Three microdiets were tested on California yellowtail (Seriola dorsalis; CYT) larvae, two experimental diets manufactured by Zeigler, Bros., Inc (Gardners, PA) and one by Otohime (OTO, Marubeni Nisshin Feed, Tokyo, Japan). Treatments were: experimental diet 1 (D1), experimental diet 2 (D2), and OTO. The two experimental microdiets used two different production techniques, D1 was manufactured with standard extrusion practices and D2 was manufactured as a soft-moist extruded pellet. At the start of the study, 16 dph larvae (5 larvae L-1) were stocked into a recirculating system consisting of fifteen 320-L black conical bottom tanks, and the trial duration was 42 days.

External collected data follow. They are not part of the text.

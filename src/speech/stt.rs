//! Speech-to-text provider contract and Deepgram reference impl
//!
//! The trait keeps vendor specifics out of the orchestrator: adapters
//! map their SDK/HTTP failures onto `SttError` before returning.

use async_trait::async_trait;
use futures::stream::BoxStream;
use futures::StreamExt;
use serde::Deserialize;
use std::time::Duration;

use crate::config::Config;

/// Languages accepted for transcription (ISO 639-1)
pub const SUPPORTED_LANGUAGES: &[&str] = &["en", "es"];

/// Default confidence threshold. Results below it are surfaced with
/// their score; the core does not filter them.
pub const DEFAULT_CONFIDENCE_THRESHOLD: f64 = 0.8;

/// Result of a batch transcription
#[derive(Debug, Clone, PartialEq)]
pub struct TranscriptResult {
    pub text: String,
    /// Confidence score in [0, 1]
    pub confidence: f64,
    pub language: String,
    pub duration_seconds: f64,
}

/// Chunk from streaming transcription
#[derive(Debug, Clone, PartialEq)]
pub struct TranscriptChunk {
    pub partial_text: String,
    /// The last chunk of an utterance is final
    pub is_final: bool,
}

/// STT error taxonomy
#[derive(Debug, thiserror::Error)]
pub enum SttError {
    #[error("audio data is empty")]
    EmptyAudio,
    #[error("unsupported language: {0}")]
    UnsupportedLanguage(String),
    #[error("transcription timed out")]
    Timeout,
    #[error("STT rate limit exceeded: {0}")]
    RateLimited(String),
    #[error("invalid audio: {0}")]
    InvalidAudio(String),
    #[error("STT provider error: {0}")]
    Provider(String),
}

impl SttError {
    /// Transient errors are retried by the orchestrator; client-input
    /// errors are surfaced immediately.
    pub fn is_transient(&self) -> bool {
        matches!(
            self,
            SttError::Timeout | SttError::RateLimited(_) | SttError::Provider(_)
        )
    }
}

/// Pluggable speech-to-text contract
#[async_trait]
pub trait SttProvider: Send + Sync {
    /// Transcribe a complete audio buffer
    async fn transcribe(&self, audio: &[u8], language: &str)
        -> Result<TranscriptResult, SttError>;

    /// Transcribe a stream of audio chunks. Implementations must emit
    /// a chunk with `is_final = true` as the last element.
    async fn transcribe_stream(
        &self,
        audio: BoxStream<'static, Vec<u8>>,
        language: &str,
    ) -> Result<BoxStream<'static, Result<TranscriptChunk, SttError>>, SttError>;
}

fn check_language(language: &str) -> Result<(), SttError> {
    if SUPPORTED_LANGUAGES.contains(&language) {
        Ok(())
    } else {
        Err(SttError::UnsupportedLanguage(language.to_string()))
    }
}

// ---- Deepgram reference implementation ----

const DEEPGRAM_BASE_URL: &str = "https://api.deepgram.com/v1";
const REQUEST_TIMEOUT: Duration = Duration::from_secs(30);

/// Deepgram batch-transcription adapter
pub struct DeepgramStt {
    client: reqwest::Client,
    base_url: String,
    api_key: String,
    model: String,
    pub confidence_threshold: f64,
}

#[derive(Debug, Deserialize)]
struct DeepgramResponse {
    #[serde(default)]
    metadata: DeepgramMetadata,
    #[serde(default)]
    results: DeepgramResults,
}

#[derive(Debug, Default, Deserialize)]
struct DeepgramMetadata {
    #[serde(default)]
    duration: f64,
}

#[derive(Debug, Default, Deserialize)]
struct DeepgramResults {
    #[serde(default)]
    channels: Vec<DeepgramChannel>,
}

#[derive(Debug, Deserialize)]
struct DeepgramChannel {
    #[serde(default)]
    alternatives: Vec<DeepgramAlternative>,
}

#[derive(Debug, Deserialize)]
struct DeepgramAlternative {
    #[serde(default)]
    transcript: String,
    #[serde(default)]
    confidence: f64,
}

impl DeepgramStt {
    pub fn new(api_key: impl Into<String>) -> Self {
        Self {
            client: reqwest::Client::builder()
                .timeout(REQUEST_TIMEOUT)
                .build()
                .unwrap_or_default(),
            base_url: DEEPGRAM_BASE_URL.to_string(),
            api_key: api_key.into(),
            model: "nova-2".to_string(),
            confidence_threshold: DEFAULT_CONFIDENCE_THRESHOLD,
        }
    }

    pub fn from_config(config: &Config) -> Self {
        Self::new(config.deepgram_api_key.clone())
    }

    pub fn with_base_url(mut self, base_url: impl Into<String>) -> Self {
        self.base_url = base_url.into();
        self
    }

    fn map_http_error(status: reqwest::StatusCode, body: &str) -> SttError {
        match status.as_u16() {
            429 => SttError::RateLimited(format!("{status}: {body}")),
            400 | 415 => SttError::InvalidAudio(format!("{status}: {body}")),
            _ => SttError::Provider(format!("{status}: {body}")),
        }
    }
}

#[async_trait]
impl SttProvider for DeepgramStt {
    async fn transcribe(
        &self,
        audio: &[u8],
        language: &str,
    ) -> Result<TranscriptResult, SttError> {
        if audio.is_empty() {
            return Err(SttError::EmptyAudio);
        }
        check_language(language)?;

        let url = format!(
            "{}/listen?model={}&language={}&smart_format=true",
            self.base_url, self.model, language
        );
        let response = self
            .client
            .post(&url)
            .header("Authorization", format!("Token {}", self.api_key))
            .header("Content-Type", "application/octet-stream")
            .body(audio.to_vec())
            .send()
            .await
            .map_err(|e| {
                if e.is_timeout() {
                    SttError::Timeout
                } else {
                    SttError::Provider(format!("request failed: {e}"))
                }
            })?;

        if !response.status().is_success() {
            let status = response.status();
            let body = response.text().await.unwrap_or_default();
            return Err(Self::map_http_error(status, &body));
        }

        let parsed: DeepgramResponse = response
            .json()
            .await
            .map_err(|e| SttError::Provider(format!("invalid response: {e}")))?;

        let alternative = parsed
            .results
            .channels
            .first()
            .and_then(|c| c.alternatives.first())
            .ok_or_else(|| SttError::Provider("no transcription alternatives".to_string()))?;

        if alternative.confidence < self.confidence_threshold {
            tracing::debug!(
                confidence = alternative.confidence,
                threshold = self.confidence_threshold,
                "transcription confidence below threshold"
            );
        }

        Ok(TranscriptResult {
            text: alternative.transcript.clone(),
            confidence: alternative.confidence,
            language: language.to_string(),
            duration_seconds: parsed.metadata.duration,
        })
    }

    async fn transcribe_stream(
        &self,
        mut audio: BoxStream<'static, Vec<u8>>,
        language: &str,
    ) -> Result<BoxStream<'static, Result<TranscriptChunk, SttError>>, SttError> {
        check_language(language)?;

        // Batch fallback: drain the stream, transcribe once, emit a
        // single final chunk. Low-latency interim results would need
        // the provider's websocket API.
        let mut buffer = Vec::new();
        while let Some(chunk) = audio.next().await {
            buffer.extend_from_slice(&chunk);
        }
        let result = self.transcribe(&buffer, language).await;
        let chunk = result.map(|r| TranscriptChunk {
            partial_text: r.text,
            is_final: true,
        });
        Ok(futures::stream::once(async move { chunk }).boxed())
    }
}
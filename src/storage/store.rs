//! SQLite-backed persistence for calls and callback tasks

use chrono::{DateTime, Utc};
use rusqlite::{params, Connection, OptionalExtension, Row};
use std::path::Path;
use std::sync::Arc;
use tokio::sync::Mutex;
use uuid::Uuid;

use super::models::{
    Call, CallStatus, CallbackTask, CustomerType, Language, TaskPriority, TaskStatus,
};
use super::transcript::TranscriptDocument;

/// Errors surfaced by the call store
#[derive(Debug, thiserror::Error)]
pub enum StoreError {
    #[error("call not found: {0}")]
    CallNotFound(String),
    #[error("illegal status transition from {from} to {to}")]
    IllegalStatusTransition { from: &'static str, to: &'static str },
    #[error("callback task already exists for call {0}")]
    TaskAlreadyExists(String),
    #[error("database error: {0}")]
    Sqlite(#[from] rusqlite::Error),
    #[error("serialization error: {0}")]
    Serde(#[from] serde_json::Error),
}

/// Partial update applied to an existing call record
#[derive(Debug, Default, Clone)]
pub struct CallUpdate {
    pub language: Option<Language>,
    pub customer_type: Option<CustomerType>,
    pub intent: Option<String>,
    pub status: Option<CallStatus>,
    pub summary: Option<String>,
    pub transcript: Option<String>,
}

/// Fields for a new call record created through the tool dispatcher
#[derive(Debug, Clone)]
pub struct NewCall {
    pub id: Option<String>,
    pub from_number: String,
    pub language: Option<Language>,
    pub customer_type: Option<CustomerType>,
    pub intent: Option<String>,
    pub status: CallStatus,
}

/// Fields for a new callback task
#[derive(Debug, Clone)]
pub struct NewCallbackTask {
    pub call_id: String,
    pub priority: TaskPriority,
    pub name: Option<String>,
    pub callback_number: String,
    pub best_time_window: Option<String>,
    pub notes: Option<String>,
    pub assignee: Option<String>,
}
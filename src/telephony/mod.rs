//! Telephony integration: provider adapter contract, dialogue-control
//! XML vocabulary, and the inbound webhook layer.

pub mod adapter;
pub mod twiml;
pub mod webhooks;

pub use adapter::{CallInfo, TelephonyAdapter, TelephonyCallStatus, TelephonyError, TwilioAdapter};
pub use twiml::{Verb, VoiceResponse};
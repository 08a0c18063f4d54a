//! Speech provider abstractions: speech-to-text and text-to-speech
//! contracts with Deepgram reference implementations.

pub mod stt;
pub mod tts;

pub use stt::{SttError, SttProvider, TranscriptChunk, TranscriptResult};
pub use tts::{AudioFormat, AudioResult, TtsError, TtsProvider, Voice, VoiceGender};
//! Voxline entrypoint

use anyhow::Result;
use clap::{Parser, Subcommand};
use std::sync::Arc;
use tracing_subscriber::EnvFilter;

use voxline::agent::openai::OpenAiProvider;
use voxline::agent::SessionConfig;
use voxline::config::Config;
use voxline::notifications::NotificationService;
use voxline::server::{self, AppState, SessionRegistry};
use voxline::speech::stt::DeepgramStt;
use voxline::speech::tts::DeepgramTts;
use voxline::storage::CallStore;
use voxline::telephony::TwilioAdapter;

#[derive(Parser)]
#[command(name = "voxline", version, about = "Bilingual AI voice receptionist")]
struct Cli {
    #[command(subcommand)]
    command: Command,
}

#[derive(Subcommand)]
enum Command {
    /// Run the webhook server
    Serve {
        /// Bind address
        #[arg(long, default_value = "0.0.0.0:8000")]
        bind: String,
    },
}

#[tokio::main]
async fn main() -> Result<()> {
    let config = Config::from_env();

    let filter = EnvFilter::try_from_env("LOG_LEVEL")
        .unwrap_or_else(|_| EnvFilter::new(config.log_level.clone()));
    tracing_subscriber::fmt().with_env_filter(filter).init();

    let cli = Cli::parse();
    match cli.command {
        Command::Serve { bind } => {
            tracing::info!(
                environment = config.app_env.as_str(),
                database = config.database_path(),
                "starting voxline"
            );
            let store = CallStore::open(config.database_path()).await?;
            let notifications = Arc::new(NotificationService::from_config(&config));
            let sessions = Arc::new(
                SessionRegistry::new(
                    Arc::new(DeepgramStt::from_config(&config)),
                    Arc::new(OpenAiProvider::from_config(&config)),
                    Arc::new(DeepgramTts::from_config(&config)),
                    store.clone(),
                    notifications.clone(),
                    SessionConfig::default(),
                )
                .with_telephony(Arc::new(TwilioAdapter::from_config(&config))),
            );
            let state = AppState::new(Arc::new(config), store, notifications, sessions);
            server::start(state, &bind).await
        }
    }
}
impl StateMachine {
    pub fn new(call_id: impl Into<String>) -> Self {
        Self::with_initial_state(call_id, CallState::Init)
    }

    pub fn with_initial_state(call_id: impl Into<String>, initial: CallState) -> Self {
        Self {
            call_id: call_id.into(),
            current: initial,
            language: "en".to_string(),
            history: Vec::new(),
            context: HashMap::new(),
        }
    }

    pub fn call_id(&self) -> &str {
        &self.call_id
    }

    pub fn current(&self) -> CallState {
        self.current
    }

    pub fn language(&self) -> &str {
        &self.language
    }

    /// Set the session language; only "en" and "es" are accepted
    pub fn set_language(&mut self, language: &str) -> bool {
        if language == "en" || language == "es" {
            self.language = language.to_string();
            true
        } else {
            false
        }
    }

    pub fn history(&self) -> &[(CallState, CallState)] {
        &self.history
    }

    pub fn context(&self) -> &HashMap<String, Value> {
        &self.context
    }

    pub fn context_mut(&mut self) -> &mut HashMap<String, Value> {
        &mut self.context
    }

    pub fn can_transition_to(&self, target: CallState) -> bool {
        self.current.valid_transitions().contains(&target)
    }

    pub fn valid_transitions(&self) -> &'static [CallState] {
        self.current.valid_transitions()
    }

    /// Move to a new state, recording the arc. Illegal targets fail
    /// without mutating the current state.
    pub fn transition_to(&mut self, target: CallState) -> Result<(), InvalidTransition> {
        if !self.can_transition_to(target) {
            return Err(InvalidTransition {
                from: self.current,
                to: target,
            });
        }
        self.history.push((self.current, target));
        self.current = target;
        Ok(())
    }

    /// Handle a timeout in the current state. Timeout arcs are
    /// privileged: the transition is forced even when the allow-list
    /// does not contain the target.
    pub fn handle_timeout(&mut self) -> CallState {
        let target = self.current.timeout_target();
        self.history.push((self.current, target));
        self.current = target;
        target
    }

    /// Prompt for the current state in the session language
    pub fn current_prompt(&self) -> &'static str {
        self.current.prompt(&self.language)
    }

    pub fn current_timeout(&self) -> f64 {
        self.current.timeout_seconds()
    }

    /// A state with no legal transitions is terminal
    pub fn is_terminal(&self) -> bool {
        self.current.valid_transitions().is_empty()
    }

    pub fn reset(&mut self) {
        self.current = CallState::Init;
        self.language = "en".to_string();
        self.history.clear();
        self.context.clear();
    }

    /// Snapshot for persistence or diagnostics
    pub fn to_json(&self) -> Value {
        serde_json::json!({
            "call_id": self.call_id,
            "current_state": self.current,
            "language": self.language,
            "history": self.history,
            "context": self.context,
        })
    }

    pub fn from_json(value: &Value) -> Option<Self> {
        let call_id = value.get("call_id")?.as_str()?.to_string();
        let current: CallState = serde_json::from_value(value.get("current_state")?.clone()).ok()?;
        let language = value
            .get("language")
            .and_then(|v| v.as_str())
            .unwrap_or("en")
            .to_string();
        let history: Vec<(CallState, CallState)> = value
            .get("history")
            .and_then(|h| serde_json::from_value(h.clone()).ok())
            .unwrap_or_default();
        let context: HashMap<String, Value> = value
            .get("context")
            .and_then(|c| serde_json::from_value(c.clone()).ok())
            .unwrap_or_default();
        Some(Self {
            call_id,
            current,
            language,
            history,
            context,
        })
    }
}
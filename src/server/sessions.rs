//! Per-call session registry
//!
//! The process serves many concurrent calls; each call owns one
//! orchestrator instance. The registry creates sessions, serializes
//! turns within a call (one turn at a time per call, parallel across
//! calls), persists transcript turns as they happen, and tears
//! sessions down.

use std::collections::HashMap;
use std::sync::Arc;
use tokio::sync::Mutex;

use crate::agent::llm::LlmProvider;
use crate::agent::orchestrator::{
    Orchestrator, OrchestratorError, SessionConfig, SessionSummary,
};
use crate::agent::tools::ToolDispatcher;
use crate::notifications::NotificationService;
use crate::speech::stt::SttProvider;
use crate::speech::tts::{AudioResult, TtsProvider};
use crate::storage::{CallStore, CallUpdate};
use crate::telephony::adapter::TelephonyAdapter;

/// Session-registry errors
#[derive(Debug, thiserror::Error)]
pub enum SessionError {
    #[error("no session for call {0}")]
    NotFound(String),
    #[error(transparent)]
    Orchestrator(#[from] OrchestratorError),
}

/// One audio turn's outcome as seen by the transport layer
#[derive(Debug)]
pub struct TurnOutput {
    pub audio: Option<AudioResult>,
    pub assistant_text: String,
    pub call_state: Option<crate::agent::state_machine::CallState>,
}

/// Registry of live call sessions.
///
/// Sessions are keyed by call id. Each orchestrator sits behind its
/// own mutex so a call's turns run strictly one after another while
/// different calls proceed in parallel.
pub struct SessionRegistry {
    stt: Arc<dyn SttProvider>,
    llm: Arc<dyn LlmProvider>,
    tts: Arc<dyn TtsProvider>,
    store: CallStore,
    notifications: Arc<NotificationService>,
    telephony: Option<Arc<dyn TelephonyAdapter>>,
    session_config: SessionConfig,
    sessions: Mutex<HashMap<String, Arc<Mutex<Orchestrator>>>>,
}

impl SessionRegistry {
    pub fn new(
        stt: Arc<dyn SttProvider>,
        llm: Arc<dyn LlmProvider>,
        tts: Arc<dyn TtsProvider>,
        store: CallStore,
        notifications: Arc<NotificationService>,
        session_config: SessionConfig,
    ) -> Self {
        Self {
            stt,
            llm,
            tts,
            store,
            notifications,
            telephony: None,
            session_config,
            sessions: Mutex::new(HashMap::new()),
        }
    }

    /// Attach a telephony adapter so sessions can transfer calls
    pub fn with_telephony(mut self, telephony: Arc<dyn TelephonyAdapter>) -> Self {
        self.telephony = Some(telephony);
        self
    }

    pub async fn active_sessions(&self) -> usize {
        self.sessions.lock().await.len()
    }

    /// Start a session for a call and synthesize its greeting.
    ///
    /// Fails with `SessionAlreadyActive` when the call already has one.
    pub async fn start_session(
        &self,
        call_id: &str,
        from_number: &str,
        language: &str,
    ) -> Result<AudioResult, SessionError> {
        {
            let sessions = self.sessions.lock().await;
            if sessions.contains_key(call_id) {
                return Err(OrchestratorError::SessionAlreadyActive.into());
            }
        }

        let mut dispatcher = ToolDispatcher::new(self.store.clone())
            .with_notifications(self.notifications.clone());
        if let Some(telephony) = &self.telephony {
            dispatcher = dispatcher.with_telephony(telephony.clone());
        }
        let mut orchestrator = Orchestrator::new(
            self.stt.clone(),
            self.llm.clone(),
            self.tts.clone(),
            Some(dispatcher),
            self.session_config.clone(),
        );
        orchestrator.start_session(call_id, from_number, language)?;
        let greeting = orchestrator.generate_greeting().await?;

        self.sessions
            .lock()
            .await
            .insert(call_id.to_string(), Arc::new(Mutex::new(orchestrator)));
        tracing::info!(call_id, language, "session registered");
        Ok(greeting)
    }

    async fn session(&self, call_id: &str) -> Result<Arc<Mutex<Orchestrator>>, SessionError> {
        self.sessions
            .lock()
            .await
            .get(call_id)
            .cloned()
            .ok_or_else(|| SessionError::NotFound(call_id.to_string()))
    }

    /// Run one audio turn for a call and persist the exchanged turns
    /// into the call's transcript.
    pub async fn process_turn(
        &self,
        call_id: &str,
        audio: &[u8],
    ) -> Result<TurnOutput, SessionError> {
        let session = self.session(call_id).await?;
        let mut orchestrator = session.lock().await;

        let result = orchestrator.process_audio(audio, None).await;

        // A timed-out session is dead weight in the registry
        if matches!(result, Err(OrchestratorError::SessionTimeout)) {
            drop(orchestrator);
            self.sessions.lock().await.remove(call_id);
            return Err(OrchestratorError::SessionTimeout.into());
        }
        let audio_out = result?;

        let (assistant_text, user_text, duration_ms) = orchestrator
            .turns()
            .last()
            .map(|t| {
                (
                    t.assistant_text.clone(),
                    t.user_text.clone(),
                    t.latency.total_ms as u64,
                )
            })
            .unwrap_or_default();
        let call_state = orchestrator.call_state();
        drop(orchestrator);

        // Transcript writes are best-effort; a storage hiccup must not
        // break the live call
        if !user_text.is_empty() {
            if let Err(e) = self
                .store
                .append_transcript_turn(call_id, "caller", &user_text, None, None)
                .await
            {
                tracing::warn!(call_id, error = %e, "failed to persist caller turn");
            }
        }
        if !assistant_text.is_empty() {
            if let Err(e) = self
                .store
                .append_transcript_turn(call_id, "agent", &assistant_text, None, Some(duration_ms))
                .await
            {
                tracing::warn!(call_id, error = %e, "failed to persist agent turn");
            }
        }

        Ok(TurnOutput {
            audio: audio_out,
            assistant_text,
            call_state,
        })
    }

    /// Change a live session's language (driven by the DTMF
    /// language-select webhook)
    pub async fn set_language(&self, call_id: &str, language: &str) -> Result<(), SessionError> {
        let session = self.session(call_id).await?;
        let mut orchestrator = session.lock().await;
        orchestrator.set_language(language)?;
        Ok(())
    }

    /// End and deregister a session, persisting its summary text
    pub async fn end_session(&self, call_id: &str) -> Result<SessionSummary, SessionError> {
        let session = {
            let mut sessions = self.sessions.lock().await;
            sessions
                .remove(call_id)
                .ok_or_else(|| SessionError::NotFound(call_id.to_string()))?
        };
        let mut orchestrator = session.lock().await;
        let summary = orchestrator.end_session();

        let transcript_text = orchestrator.transcript_text();
        if !transcript_text.is_empty() {
            if let Err(e) = self
                .store
                .update_call(
                    call_id,
                    CallUpdate {
                        summary: Some(transcript_text),
                        ..Default::default()
                    },
                )
                .await
            {
                tracing::warn!(call_id, error = %e, "failed to persist session summary");
            }
        }

        tracing::info!(call_id, "session deregistered");
        Ok(summary)
    }
}

#[cfg(test)]
mod tests {
    use super::*;
    use crate::agent::llm::{LlmChunk, LlmError, LlmResponse, Message, ToolDefinition};
    use crate::speech::stt::{SttError, TranscriptChunk, TranscriptResult};
    use crate::speech::tts::{AudioFormat, TtsError, Voice};
    use crate::storage::{Language, TranscriptDocument};
    use async_trait::async_trait;
    use futures::stream::BoxStream;

    struct EchoStt;

    #[async_trait]
    impl SttProvider for EchoStt {
        async fn transcribe(
            &self,
            audio: &[u8],
            language: &str,
        ) -> Result<TranscriptResult, SttError> {
            Ok(TranscriptResult {
                text: String::from_utf8_lossy(audio).into_owned(),
                confidence: 0.9,
                language: language.to_string(),
                duration_seconds: 1.0,
            })
        }

        async fn transcribe_stream(
            &self,
            _audio: BoxStream<'static, Vec<u8>>,
            _language: &str,
        ) -> Result<BoxStream<'static, Result<TranscriptChunk, SttError>>, SttError> {
            Err(SttError::Provider("not used".to_string()))
        }
    }

    struct ConstLlm;

    #[async_trait]
    impl LlmProvider for ConstLlm {
        async fn complete(
            &self,
            _messages: &[Message],
            _tools: Option<&[ToolDefinition]>,
        ) -> Result<LlmResponse, LlmError> {
            Ok(LlmResponse {
                content: Some("Understood.".to_string()),
                ..Default::default()
            })
        }

        async fn stream_complete(
            &self,
            _messages: &[Message],
            _tools: Option<&[ToolDefinition]>,
        ) -> Result<BoxStream<'static, Result<LlmChunk, LlmError>>, LlmError> {
            Err(LlmError::Provider("not used".to_string()))
        }
    }

    struct ByteTts;

    #[async_trait]
    impl TtsProvider for ByteTts {
        async fn synthesize(
            &self,
            text: &str,
            _language: Language,
            _voice_id: &str,
            format: AudioFormat,
        ) -> Result<AudioResult, TtsError> {
            Ok(AudioResult {
                audio_bytes: text.as_bytes().to_vec(),
                format,
                duration_seconds: 0.5,
                sample_rate: 24_000,
            })
        }

        async fn available_voices(&self, _language: Language) -> Result<Vec<Voice>, TtsError> {
            Ok(Vec::new())
        }
    }

    fn registry(store: CallStore) -> SessionRegistry {
        let config = crate::config::Config::default();
        SessionRegistry::new(
            Arc::new(EchoStt),
            Arc::new(ConstLlm),
            Arc::new(ByteTts),
            store,
            Arc::new(NotificationService::from_config(&config)),
            SessionConfig::default(),
        )
    }

    #[tokio::test]
    async fn test_start_turn_end_lifecycle() {
        let store = CallStore::open_in_memory().unwrap();
        store
            .insert_call(Some("CA_S1"), "+15551234567", Some(Language::En))
            .await
            .unwrap();
        let registry = registry(store.clone());

        let greeting = registry
            .start_session("CA_S1", "+15551234567", "en")
            .await
            .unwrap();
        assert!(!greeting.audio_bytes.is_empty());
        assert_eq!(registry.active_sessions().await, 1);

        let output = registry.process_turn("CA_S1", b"hello there").await.unwrap();
        assert_eq!(output.assistant_text, "Understood.");
        assert!(output.audio.is_some());

        // caller and agent turns landed in the stored transcript
        let call = store.get_call("CA_S1").await.unwrap().unwrap();
        let doc = TranscriptDocument::from_json(call.transcript.as_deref().unwrap()).unwrap();
        assert_eq!(doc.len(), 2);
        assert_eq!(doc.turns[0].speaker, "caller");
        assert_eq!(doc.turns[0].text, "hello there");
        assert_eq!(doc.turns[1].speaker, "agent");

        let summary = registry.end_session("CA_S1").await.unwrap();
        assert!(matches!(summary, SessionSummary::Ended { .. }));
        assert_eq!(registry.active_sessions().await, 0);
    }

    #[tokio::test]
    async fn test_double_start_conflicts() {
        let store = CallStore::open_in_memory().unwrap();
        store
            .insert_call(Some("CA_S2"), "+15551234567", None)
            .await
            .unwrap();
        let registry = registry(store);

        registry.start_session("CA_S2", "", "en").await.unwrap();
        let err = registry.start_session("CA_S2", "", "en").await.unwrap_err();
        assert!(matches!(
            err,
            SessionError::Orchestrator(OrchestratorError::SessionAlreadyActive)
        ));
    }

    #[tokio::test]
    async fn test_unknown_call_turns_are_not_found() {
        let registry = registry(CallStore::open_in_memory().unwrap());
        let err = registry.process_turn("CA_NONE", b"audio").await.unwrap_err();
        assert!(matches!(err, SessionError::NotFound(_)));
        let err = registry.end_session("CA_NONE").await.unwrap_err();
        assert!(matches!(err, SessionError::NotFound(_)));
    }

    #[tokio::test]
    async fn test_set_language_switches_session() {
        let store = CallStore::open_in_memory().unwrap();
        store
            .insert_call(Some("CA_S3"), "+15551234567", None)
            .await
            .unwrap();
        let registry = registry(store);

        registry.start_session("CA_S3", "", "en").await.unwrap();
        registry.set_language("CA_S3", "es").await.unwrap();
        let err = registry.set_language("CA_S3", "fr").await.unwrap_err();
        assert!(matches!(
            err,
            SessionError::Orchestrator(OrchestratorError::UnsupportedLanguage(_))
        ));
    }
}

Sinking rates were faster for both D1 and D2 diets compared to the OTO, across all particle sizes. Feeding incidence was similar for D1 and OTO at 26 and 30 dph, however at 34 dph the larvae in the OTO treatment had significantly higher feeding incidence than D1 or D2. Standard length (SL) and wet weight (WW) at 59 dph was similar between D1 (SL – 43.2 ± 5.5 mm; WW – 1.56 ± 0.57 g) and OTO (SL – 44.3 ± 5.4 mm; WW – 1.54 ± 0.58 g) and lowest in the D2 treatment (SL – 44.3 ± 5.4 mm; WW – 1.29 ± 0.48 g). Survival at 59 dph was not significantly different between the treatments but was highest in the OTO treatment (30.2 ± 3.8%).
We demonstrated that using the D1 diet to wean CYT can produce similar growth and survival to the commercial control, OTO. OTO is a commonly used weaning diet in the production of many marine finfish species, including Seriola. Even though feeding incidence and survival were not significantly different between the diets, OTO had higher feeding incidence at 26 dph and higher survival. This could be due to the limited size range of the feed particles in the experimental diets and the difference in sinking rates between the experimental and OTO diets. The slower sinking rates for OTO allow for a longer contact time in the water column for the larvae to feed on the diet, and the wider range of feed sizes allows for more of the population to survive through weaning. Continued development of microdiet formulation has the potential to have a significant impact on Seriola culture. Also, having local alternatives to international products, especially diets, is key to the development of a finfish industry in the United States.